Stored data
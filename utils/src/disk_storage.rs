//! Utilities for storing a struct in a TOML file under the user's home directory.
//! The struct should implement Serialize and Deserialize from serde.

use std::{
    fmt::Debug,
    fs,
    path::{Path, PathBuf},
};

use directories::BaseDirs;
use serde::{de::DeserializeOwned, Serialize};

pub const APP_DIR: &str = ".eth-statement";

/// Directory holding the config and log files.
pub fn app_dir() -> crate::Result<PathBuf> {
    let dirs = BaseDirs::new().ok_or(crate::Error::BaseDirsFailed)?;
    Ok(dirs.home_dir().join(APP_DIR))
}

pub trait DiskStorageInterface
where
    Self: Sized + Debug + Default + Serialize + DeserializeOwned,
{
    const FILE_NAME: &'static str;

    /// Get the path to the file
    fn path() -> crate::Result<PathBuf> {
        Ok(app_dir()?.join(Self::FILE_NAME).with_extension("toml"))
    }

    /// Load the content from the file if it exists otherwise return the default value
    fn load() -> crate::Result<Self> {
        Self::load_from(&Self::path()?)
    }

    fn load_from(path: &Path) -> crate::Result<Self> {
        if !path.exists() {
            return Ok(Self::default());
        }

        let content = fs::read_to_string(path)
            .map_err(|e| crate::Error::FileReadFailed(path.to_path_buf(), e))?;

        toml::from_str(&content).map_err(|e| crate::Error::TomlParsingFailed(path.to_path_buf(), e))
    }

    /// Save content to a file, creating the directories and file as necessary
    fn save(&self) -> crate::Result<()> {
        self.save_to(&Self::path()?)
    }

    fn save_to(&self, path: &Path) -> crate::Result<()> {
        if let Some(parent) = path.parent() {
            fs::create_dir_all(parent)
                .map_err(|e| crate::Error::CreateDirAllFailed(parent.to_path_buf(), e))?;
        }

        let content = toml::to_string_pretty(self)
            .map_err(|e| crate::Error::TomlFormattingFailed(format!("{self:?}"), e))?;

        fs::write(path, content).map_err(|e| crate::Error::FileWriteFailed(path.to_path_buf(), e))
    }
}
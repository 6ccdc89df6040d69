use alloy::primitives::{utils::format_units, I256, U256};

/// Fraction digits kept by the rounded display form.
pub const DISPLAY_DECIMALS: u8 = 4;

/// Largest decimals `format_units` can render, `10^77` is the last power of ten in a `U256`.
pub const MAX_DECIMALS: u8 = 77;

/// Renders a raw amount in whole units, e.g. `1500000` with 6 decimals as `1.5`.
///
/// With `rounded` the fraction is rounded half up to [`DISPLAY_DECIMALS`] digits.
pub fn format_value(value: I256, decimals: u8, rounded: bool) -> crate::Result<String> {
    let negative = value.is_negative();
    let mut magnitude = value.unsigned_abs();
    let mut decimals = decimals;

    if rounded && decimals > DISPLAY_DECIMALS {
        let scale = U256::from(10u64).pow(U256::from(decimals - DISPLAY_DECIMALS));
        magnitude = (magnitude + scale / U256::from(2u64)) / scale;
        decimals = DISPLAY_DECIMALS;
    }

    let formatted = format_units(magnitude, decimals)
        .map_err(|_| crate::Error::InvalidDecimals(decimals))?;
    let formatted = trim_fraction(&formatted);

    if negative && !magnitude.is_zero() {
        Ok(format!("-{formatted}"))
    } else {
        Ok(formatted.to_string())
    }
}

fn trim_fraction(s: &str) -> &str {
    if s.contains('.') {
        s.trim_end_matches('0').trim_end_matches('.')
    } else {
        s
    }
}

ACTIVITY:
Reproduce the data. Keep it exact.

TASK RESPONSE:
filename utils/src/disk_storage.rs
//! Utilities for storing a struct in a TOML file under the user's home directory.
//! The struct should implement Serialize and Deserialize from serde.

use std::{
    fmt::Debug,
    fs,
    path::{Path, PathBuf},
};

use directories::BaseDirs;
use serde::{de::DeserializeOwned, Serialize};

pub const APP_DIR: &str = ".eth-statement";

/// Directory holding the config and log files.
pub fn app_dir() -> crate::Result<PathBuf> {
    let dirs = BaseDirs::new().ok_or(crate::Error::BaseDirsFailed)?;
    Ok(dirs.home_dir().join(APP_DIR))
}

pub trait DiskStorageInterface
where
    Self: Sized + Debug + Default + Serialize + DeserializeOwned,
{
    const FILE_NAME: &'static str;

    /// Get the path to the file
    fn path() -> crate::Result<PathBuf> {
        Ok(app_dir()?.join(Self::FILE_NAME).with_extension("toml"))
    }

    /// Load the content from the file if it exists otherwise return the default value
    fn load() -> crate::Result<Self> {
        Self::load_from(&Self::path()?)
    }

    fn load_from(path: &Path) -> crate::Result<Self> {
        if !path.exists() {
            return Ok(Self::default());
        }

        let content = fs::read_to_string(path)
            .map_err(|e| crate::Error::FileReadFailed(path.to_path_buf(), e))?;

        toml::from_str(&content).map_err(|e| crate::Error::TomlParsingFailed(path.to_path_buf(), e))
    }

    /// Save content to a file, creating the directories and file as necessary
    fn save(&self) -> crate::Result<()> {
        self.save_to(&Self::path()?)
    }

    fn save_to(&self, path: &Path) -> crate::Result<()> {
        if let Some(parent) = path.parent() {
            fs::create_dir_all(parent)
                .map_err(|e| crate::Error::CreateDirAllFailed(parent.to_path_buf(), e))?;
        }

        let content = toml::to_string_pretty(self)
            .map_err(|e| crate::Error::TomlFormattingFailed(format!("{self:?}"), e))?;

        fs::write(path, content).map_err(|e| crate::Error::FileWriteFailed(path.to_path_buf(), e))
    }
}
repository 6ccdc89df6040d69
use alloy::primitives::{utils::format_units, I256, U256};

/// Fraction digits kept by the rounded display form.
pub const DISPLAY_DECIMALS: u8 = 4;

/// Largest decimals `format_units` can render, `10^77` is the last power of ten in a `U256`.
pub const MAX_DECIMALS: u8 = 77;

/// Renders a raw amount in whole units, e.g. `1500000` with 6 decimals as `1.5`.
///
/// With `rounded` the fraction is rounded half up to [`DISPLAY_DECIMALS`] digits.
pub fn format_value(value: I256, decimals: u8, rounded: bool) -> crate::Result<String> {
    let negative = value.is_negative();
    let mut magnitude = value.unsigned_abs();
    let mut decimals = decimals;

    if rounded && decimals > DISPLAY_DECIMALS {
        let scale = U256::from(10u64).pow(U256::from(decimals - DISPLAY_DECIMALS));
        magnitude = (magnitude + scale / U256::from(2u64)) / scale;
        decimals = DISPLAY_DECIMALS;
    }

    let formatted = format_units(magnitude, decimals)
        .map_err(|_| crate::Error::InvalidDecimals(decimals))?;
    let formatted = trim_fraction(&formatted);

    if negative && !magnitude.is_zero() {
        Ok(format!("-{formatted}"))
    } else {
        Ok(formatted.to_string())
    }
}

fn trim_fraction(s: &str) -> &str {
    if s.contains('.') {
        s.trim_end_matches('0').trim_end_matches('.')
    } else {
        s
    }
}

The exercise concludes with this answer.